The Burden of Addiction
In this series of public health articles, you will be able to learn about the fundamentals of public health which will serve you well for your medical school interviews. These principles will help you to understand how medicine and public health are intertwined especially as a result of the Coronavirus pandemic.
The burden of addiction relates to substance use, most commonly consisting of smoking, alcohol and drug use. Illicit drugs are substances that have been prohibited under international control systems for extra-medical use, i.e. use for any other purpose that is not medical and given by qualified healthcare professionals. These illicit drugs include drugs such as heroin, morphine, cannabis, amphetamines and cocaine among many others. However, substance abuse can also happen with prescription drugs. Therefore, drug use often includes all drugs, not just illicit drugs. Dependence upon such substances develops among individuals who use them regularly over a sustained period of time, this is what leads to the burden of addiction as this dependence leads to serious health issues.
Substance use has direct impacts on health. Smoking is not just a risk factor but has been shown to cause lung diseases such as COPD and chronic bronchitis. Alcohol is a risk factor for many diseases such as cancers of the mouth, throat, liver, colon and breast (in women). Drugs such as heroin and morphine can lead to permanent brain damage, and cocaine can cause cardiovascular diseases, along with many more health impacts. Substance abuse also has indirect health impacts which account for many deaths related to substance use. Injection of drugs using non-sterile needles can increase the risk of HIV and other viral infections exposure. Alcohol impairs cognitive function resulting in unintentional and intentional injuries and infections. Therefore, substance abuse carries a huge burden of disease.
According to the Lancet Global Burden of Disease attributable to alcohol and drug use analysis, alcohol use disorders are the most prevalent of all substance use disorders, followed by cannabis and opioid dependence. In 2019, the second leading risk factor globally for attributable deaths was tobacco which accounted for 8.71 million deaths. Collectively, smoking, illicit drug, and alcohol use kill 11.8 million people each year. Around 1.5% of the global disease burden results from alcohol and illicit drug addiction, with some countries showing around 5%. These statistics highlight the huge burden of addiction globally, leading to millions of mortalities and morbidities.
This calls for the global health community and healthcare professionals to act and respond adequately to tackle the issue of alcohol and drug use. There have been big interventions to tackle tobacco use such as - plain advertising policies, which restrict the amount of advertising on cigarette packets, and increasing tobacco tax, which can make cigarette packs four times more costly in countries globally by 2025. However, much more is needed for alcohol and drug use, along with stronger actions on tobacco. Many of the alcohol and drug use related disorders can be prevented with improved public health and policy interventions. Taxation and regulation of availability can drastically reduce the intake of alcohol, along with reducing the alcohol strength of beverages and minimum pricing. Further interventions should be introduced and be made readily accessible for patients with alcohol dependence. Along with this, it should be ensured that healthcare professionals are regularly monitoring their patients for such issues. Better accessibility for psychosocial interventions can also assist people with alcohol and drug dependence. However, these interventions need to be made more available and culturally appropriate to increase uptake.

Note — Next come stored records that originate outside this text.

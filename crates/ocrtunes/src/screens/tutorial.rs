use anyhow::Result;
use chrono::Local;
use ocrtunes_ui::prelude::*;

use super::{Env, LIBRARY, MAIN_MENU, TUTORIAL};
use crate::catalogue::GENRES;
use crate::validate::{self, ProfileForm};

const PANEL_Y: f32 = 90.0;
const PANEL_SIZE: f32 = 775.0;
const PANEL_START_X: f32 = 10.0;
const PANEL_END_X: f32 = 302.0;
/// Peak opacity of the faded-in text.
const TEXT_ALPHA: f32 = 200.0 / 255.0;

const SLIDE: usize = 0;
const TITLE: usize = 1;
const FORM: usize = 2;

/// Profile form shown once after sign-up.
///
/// On arrival the panel slides to the centre, then the title and the form
/// fade in. Input waits until the animation ends.
pub struct Tutorial {
    core: SceneCore,
    env: Env,
    user: Option<String>,
    intro: ModalAnimation,
    error: WidgetKey<TextField>,
    title: WidgetKey<TextField>,
    submit: WidgetKey<Button>,
    back: WidgetKey<Button>,
    full_name: WidgetKey<TextField>,
    dob: WidgetKey<TextField>,
    artist: WidgetKey<TextField>,
    genre: WidgetKey<DropDown>,
}

impl Tutorial {
    pub fn new(env: &Env) -> Result<Self> {
        let mut core = SceneCore::new(TUTORIAL);
        let w = &mut core.widgets;
        let look = env
            .style(32.0)
            .background(style::CREAM)
            .active(style::VANILLA)
            .text(style::BLACK);

        let error = w.add(super::label(380.0, 20.0, 600.0, 50.0, "", env.error_style(32.0))?);
        let title = w.add(super::label(622.0, 100.0, 200.0, 50.0, "Tell us a bit about you...", look.clone())?);
        let submit = w.add(Button::new(&WidgetConfig::new(380.0, 810.0, 300.0, 45.0).text("Submit"), look.clone())?);
        let back = w.add(Button::new(&WidgetConfig::new(695.0, 810.0, 300.0, 45.0).text("Back"), look.clone())?);

        let mut field = |x: f32, y: f32, w_: f32, text: &str, max: usize| -> Result<WidgetKey<TextField>> {
            let cfg = WidgetConfig::new(x, y, w_, 45.0).text(text).editable(true).max_length(max);
            Ok(w.add(TextField::new(&cfg, look.clone())?))
        };
        let full_name = field(380.0, 200.0, 600.0, "Full Name", 40)?;
        let dob = field(480.0, 280.0, 400.0, "Birthday (DD/MM/YYYY)", 10)?;
        let artist = field(430.0, 360.0, 500.0, "Favourite Artist", 40)?;

        let genre_cfg = WidgetConfig::new(430.0, 440.0, 500.0, 45.0).placeholder("Favourite Genre");
        let genre = w.add(DropDown::new(&genre_cfg, &GENRES, look)?);

        let intro = ModalAnimation::new(vec![
            Tween::new(PANEL_START_X, PANEL_END_X, 0.3),
            Tween::new(0.0, TEXT_ALPHA, 1.0),
            Tween::new(0.0, TEXT_ALPHA, 1.0),
        ]);

        Ok(Self {
            core,
            env: env.clone(),
            user: None,
            intro,
            error,
            title,
            submit,
            back,
            full_name,
            dob,
            artist,
            genre,
        })
    }

    fn reset_form(&mut self) {
        let w = &mut self.core.widgets;
        for key in [self.full_name, self.dob, self.artist] {
            w[key].reset();
        }
        w[self.genre].reset();
        w[self.error].set_text("");
    }

    fn fail(&mut self, message: &str) {
        self.core.widgets[self.error].set_text(message);
    }

    fn submit(&mut self) {
        let Some(user) = self.user.clone() else {
            log::warn!("tutorial submitted without a signed-in user");
            return;
        };
        let w = &self.core.widgets;
        let form = ProfileForm {
            full_name: w[self.full_name].value(),
            dob: w[self.dob].value(),
            favourite_artist: w[self.artist].value(),
            favourite_genre: w[self.genre].value(),
        };
        let profile = match validate::profile(&form, Local::now().date_naive()) {
            Ok(p) => p,
            Err(e) => return self.fail(&e.to_string()),
        };
        let saved = self.env.store.borrow_mut().set_profile(&user, profile);
        match saved {
            Ok(()) => {
                self.reset_form();
                self.core.request(LIBRARY);
            }
            Err(e) => self.fail(&super::store_failure(&e)),
        }
    }

    /// Abandons sign-up: the fresh account is removed.
    fn back(&mut self) {
        if let Some(user) = self.user.take() {
            if let Err(e) = self.env.store.borrow_mut().delete_user(&user) {
                super::store_failure(&e);
            }
        }
        self.reset_form();
        self.core.request(MAIN_MENU);
    }
}

impl Scene for Tutorial {
    fn core(&self) -> &SceneCore {
        &self.core
    }

    fn core_mut(&mut self) -> &mut SceneCore {
        &mut self.core
    }

    fn on_event(&mut self, event: &UiEvent, _ctx: &mut SceneCtx<'_>) {
        if self.core.widgets.clicked(self.submit, event) {
            self.submit();
        } else if self.core.widgets.clicked(self.back, event) {
            self.back();
        }
    }

    fn update(&mut self, ctx: &LayoutCtx<'_>) {
        self.intro.step(ctx.dt);
        self.core.update(ctx);
    }

    fn render(&self, painter: &mut Painter<'_>, bounds: Rect) {
        self.core.draw_background(painter, bounds);
        let panel = Rect::new(self.intro.value(SLIDE), PANEL_Y, PANEL_SIZE, PANEL_SIZE);
        painter.fill_rounded_rect(panel, 10.0, style::DARK_BLUE, None);

        let w = &self.core.widgets;
        w[self.error].draw(painter);
        w[self.submit].draw(painter);
        w[self.back].draw(painter);
        painter.with_opacity(self.intro.value(TITLE), |p| w[self.title].draw(p));
        painter.with_opacity(self.intro.value(FORM), |p| {
            w[self.full_name].draw(p);
            w[self.dob].draw(p);
            w[self.artist].draw(p);
            w[self.genre].draw(p);
        });
    }

    fn is_blocking(&self) -> bool {
        self.intro.is_running()
    }

    fn receive(&mut self, message: &SceneMessage) {
        if let SceneMessage::SetUser(user) = message {
            self.user = Some(user.clone());
            self.intro.start();
        }
    }
}

#[cfg(test)]
mod tests {
    use super::*;
    use crate::screens::testing::{env, fill, frame, press};
    use crate::screens::build;

    /// Signs `sparky` up through the main menu and lands on this screen.
    fn arrive(nav: &mut Navigator) {
        let mut events = fill(830.0, 340.0, "sparky");
        events.extend(fill(830.0, 400.0, "pw"));
        events.extend(fill(830.0, 460.0, "pw"));
        events.push(press(830.0, 560.0));
        frame(nav, &events);
        assert_eq!(nav.current_id(), &TUTORIAL);
    }

    fn finish_intro(nav: &mut Navigator) {
        for _ in 0..150 {
            frame(nav, &[]);
        }
        assert!(!nav.current().is_blocking());
    }

    fn error_text(nav: &Navigator) -> String {
        let t = nav.get::<Tutorial>(&TUTORIAL).unwrap();
        t.core.widgets[t.error].text().to_owned()
    }

    // ── animation ─────────────────────────────────────────────────────────

    #[test]
    fn input_waits_for_the_intro() {
        let (_dir, env) = env();
        let mut nav = build(&env).unwrap();
        arrive(&mut nav);
        assert!(nav.current().is_blocking());

        frame(&mut nav, &[press(700.0, 820.0)]);
        assert_eq!(nav.current_id(), &TUTORIAL);
        assert_eq!(nav.deferred_len(), 1);

        finish_intro(&mut nav);
        // the queued Back press is replayed once the intro ends
        assert_eq!(nav.current_id(), &MAIN_MENU);
        assert!(!env.store.borrow().user_exists("sparky"));
    }

    #[test]
    fn panel_ends_centred() {
        let (_dir, env) = env();
        let mut nav = build(&env).unwrap();
        arrive(&mut nav);
        finish_intro(&mut nav);
        let t = nav.get::<Tutorial>(&TUTORIAL).unwrap();
        assert_eq!(t.intro.value(SLIDE), PANEL_END_X);
        assert_eq!(t.intro.value(FORM), TEXT_ALPHA);
    }

    // ── submit ────────────────────────────────────────────────────────────

    #[test]
    fn bad_date_is_reported_first() {
        let (_dir, env) = env();
        let mut nav = build(&env).unwrap();
        arrive(&mut nav);
        finish_intro(&mut nav);
        frame(&mut nav, &[press(390.0, 820.0)]);
        assert_eq!(error_text(&nav), "Invalid Date of Birth (DD/MM/YYYY)");
        assert_eq!(nav.current_id(), &TUTORIAL);
    }

    #[test]
    fn complete_profile_is_saved() {
        let (_dir, env) = env();
        let mut nav = build(&env).unwrap();
        arrive(&mut nav);
        finish_intro(&mut nav);

        let mut events = fill(390.0, 210.0, "Ada Lovelace");
        events.extend(fill(490.0, 290.0, "10/12/1990"));
        events.extend(fill(440.0, 370.0, "SZA"));
        events.push(press(440.0, 450.0));
        // sorted menu below the header: Pop, RNB, Rap, Rock
        events.push(press(440.0, 590.0));
        events.push(press(390.0, 820.0));
        frame(&mut nav, &events);

        assert_eq!(nav.current_id(), &LIBRARY);
        let store = env.store.borrow();
        let user = store.user("sparky").unwrap();
        assert_eq!(user.full_name.as_deref(), Some("Ada Lovelace"));
        assert_eq!(user.favourite_genre.as_deref(), Some("Rap"));
    }
}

Overall, the burden of addiction is a huge public health issue with smoking, alcohol and drug use being among the top risk factors for many diseases and infections. Policy changes and tax increases are essential to tackle this issue, however, at a more proximal level healthcare professionals need to take further action in identifying and managing patients with drug or alcohol dependence. We need to also tackle some of the underlying mechanisms which can lead to addiction such as lower socioeconomic deprivation which has been associated with increased alcohol and drug intake and mental health conditions which can lead to many people resorting to drugs. Such multilevel approaches will enable prevention and adequate management of addiction.
Substance use has direct impacts on health such as lung disease, many cancers and cardiovascular disease. It also has many indirect impacts such as injection-related infections and impaired cognition.
Collectively, smoking, illicit drug, and alcohol use kills 11.8 million people each year.
Around 1.5% of the global disease burden results from alcohol and illicit drug addiction, with some countries showing around 5%.
There have been big interventions to tackle tobacco use such as plain advertising policies, which restricts the amount of advertising on cigarette packets, and increasing tobacco tax.
Taxation and regulation of availability can drastically reduce intake of alcohol, along with reducing the alcohol strength of beverages and minimum pricing.
These interventions need to be made more available and culturally appropriate to increase uptake.